Each line from the beginning of the data below through the line containing "a node inside" should be repeated exactly, please.

____

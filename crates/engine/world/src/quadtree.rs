//! Quadtree over terrain cells
//!
//! Nodes live in a flat arena and refer to their children by index. The tree
//! is built bottom-up: one leaf per terrain cell, then 2×2 groups of each
//! level are merged until a single root remains.

use glam::Vec3;
use hovercraft_physics::Aabb;

use crate::error::{Error, Result};
use crate::frustum::{Frustum, Intersection};

/// Index of a node inside [`Quadtree::nodes`]
pub type NodeId = usize;

#[derive(Clone, Copy, Debug, PartialEq, Eq)]
pub enum NodeKind {
    /// Terrain cell; `base_vertex` is the first vertex of its block in the vertex buffer
    Leaf { base_vertex: u32 },
    /// Four children in fixed order
    Internal { children: [NodeId; 4] },
}

#[derive(Clone, Copy, Debug, PartialEq)]
pub struct QuadtreeNode {
    pub aabb: Aabb,
    pub kind: NodeKind,
}

impl QuadtreeNode {
    pub fn is_leaf(&self) -> bool {
        matches!(self.kind, NodeKind::Leaf { .. })
    }
}

/// Layout of the cell grid the tree is built over
#[derive(Clone, Copy, Debug, PartialEq)]
pub struct CellLayout {
    /// Cells along each horizontal axis, a power of two
    pub cells_dim: usize,
    /// World-space width of one cell
    pub cell_size: f32,
    /// Vertical extent given to every leaf
    pub min_y: f32,
    pub max_y: f32,
    /// Vertices in one cell's block of the vertex buffer
    pub vertices_per_cell: u32,
}

/// Immutable quadtree with an index arena
#[derive(Clone, Debug)]
pub struct Quadtree {
    nodes: Vec<QuadtreeNode>,
    root: NodeId,
}

impl Quadtree {
    /// Build the tree for a square grid of cells
    ///
    /// Leaf `(cx, cz)` spans `[cx * cell_size, (cx + 1) * cell_size]` in x and
    /// the same in z, and points at vertex block `cx + cz * cells_dim`.
    /// Parents take their x/z bounds from the children and the y range of
    /// the first child.
    pub fn build(layout: CellLayout) -> Result<Self> {
        let n = layout.cells_dim;
        if n == 0 || !n.is_power_of_two() {
            return Err(Error::InvalidCellCount(n));
        }

        let mut nodes = Vec::with_capacity(n * n * 4 / 3 + 1);
        let mut level: Vec<NodeId> = vec![0; n * n];

        for cx in 0..n {
            for cz in 0..n {
                let min = Vec3::new(cx as f32 * layout.cell_size, layout.min_y, cz as f32 * layout.cell_size);
                let max = Vec3::new(min.x + layout.cell_size, layout.max_y, min.z + layout.cell_size);
                let base_vertex = layout.vertices_per_cell * (cx + cz * n) as u32;

                level[cz * n + cx] = nodes.len();
                nodes.push(QuadtreeNode {
                    aabb: Aabb::new(min, max),
                    kind: NodeKind::Leaf { base_vertex },
                });
            }
        }

        let mut width = n / 2;
        while width >= 1 {
            let last = width * 2;
            let mut parents = Vec::with_capacity(width * width);
            for row in 0..width {
                for column in 0..width {
                    let first = (row * 2) * last + column * 2;
                    let second = (row * 2 + 1) * last + column * 2;
                    let children = [level[first], level[first + 1], level[second], level[second + 1]];

                    let lead = nodes[children[0]].aabb;
                    let mut min = lead.min;
                    let mut max = lead.max;
                    for &child in &children[1..] {
                        let aabb = nodes[child].aabb;
                        min.x = min.x.min(aabb.min.x);
                        min.z = min.z.min(aabb.min.z);
                        max.x = max.x.max(aabb.max.x);
                        max.z = max.z.max(aabb.max.z);
                    }

                    parents.push(nodes.len());
                    nodes.push(QuadtreeNode {
                        aabb: Aabb::new(min, max),
                        kind: NodeKind::Internal { children },
                    });
                }
            }
            level = parents;
            width /= 2;
        }

        let root = level[0];
        tracing::info!("Built quadtree: {} nodes over {}×{} cells", nodes.len(), n, n);
        Ok(Self { nodes, root })
    }

    pub fn root(&self) -> NodeId {
        self.root
    }

    pub fn node(&self, id: NodeId) -> &QuadtreeNode {
        &self.nodes[id]
    }

    pub fn nodes(&self) -> &[QuadtreeNode] {
        &self.nodes
    }

    pub fn len(&self) -> usize {
        self.nodes.len()
    }

    pub fn is_empty(&self) -> bool {
        self.nodes.is_empty()
    }

    /// Number of leaf nodes
    pub fn leaf_count(&self) -> usize {
        self.nodes.iter().filter(|node| node.is_leaf()).count()
    }

    /// Append the base vertex of every visible leaf under `id`
    ///
    /// Fully contained subtrees are added without further plane tests,
    /// straddling nodes recurse and outside nodes are dropped.
    pub fn add_visible_nodes(&self, id: NodeId, frustum: &Frustum, out: &mut Vec<u32>) {
        let node = &self.nodes[id];
        match frustum.classify(&node.aabb) {
            Intersection::Outside => {}
            Intersection::Inside => self.add_all_nodes(id, out),
            Intersection::Intersecting => match node.kind {
                NodeKind::Leaf { base_vertex } => out.push(base_vertex),
                NodeKind::Internal { children } => {
                    for child in children {
                        self.add_visible_nodes(child, frustum, out);
                    }
                }
            },
        }
    }

    /// Append the base vertex of every leaf under `id`, depth first
    pub fn add_all_nodes(&self, id: NodeId, out: &mut Vec<u32>) {
        match self.nodes[id].kind {
            NodeKind::Leaf { base_vertex } => out.push(base_vertex),
            NodeKind::Internal { children } => {
                for child in children {
                    self.add_all_nodes(child, out);
                }
            }
        }
    }

    /// Visible leaves for a frustum, starting at the root
    pub fn visible(&self, frustum: &Frustum) -> Vec<u32> {
        let mut out = Vec::new();
        self.add_visible_nodes(self.root, frustum, &mut out);
        out
    }
}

____

## Task solution
filename crates/engine/world/src/quadtree.rs
//! Quadtree over terrain cells
//!
//! Nodes live in a flat arena and refer to their children by index. The tree
//! is built bottom-up: one leaf per terrain cell, then 2×2 groups of each
//! level are merged until a single root remains.

use glam::Vec3;
use hovercraft_physics::Aabb;

use crate::error::{Error, Result};
use crate::frustum::{Frustum, Intersection};

/// Index of a node inside [`Quadtree::nodes`]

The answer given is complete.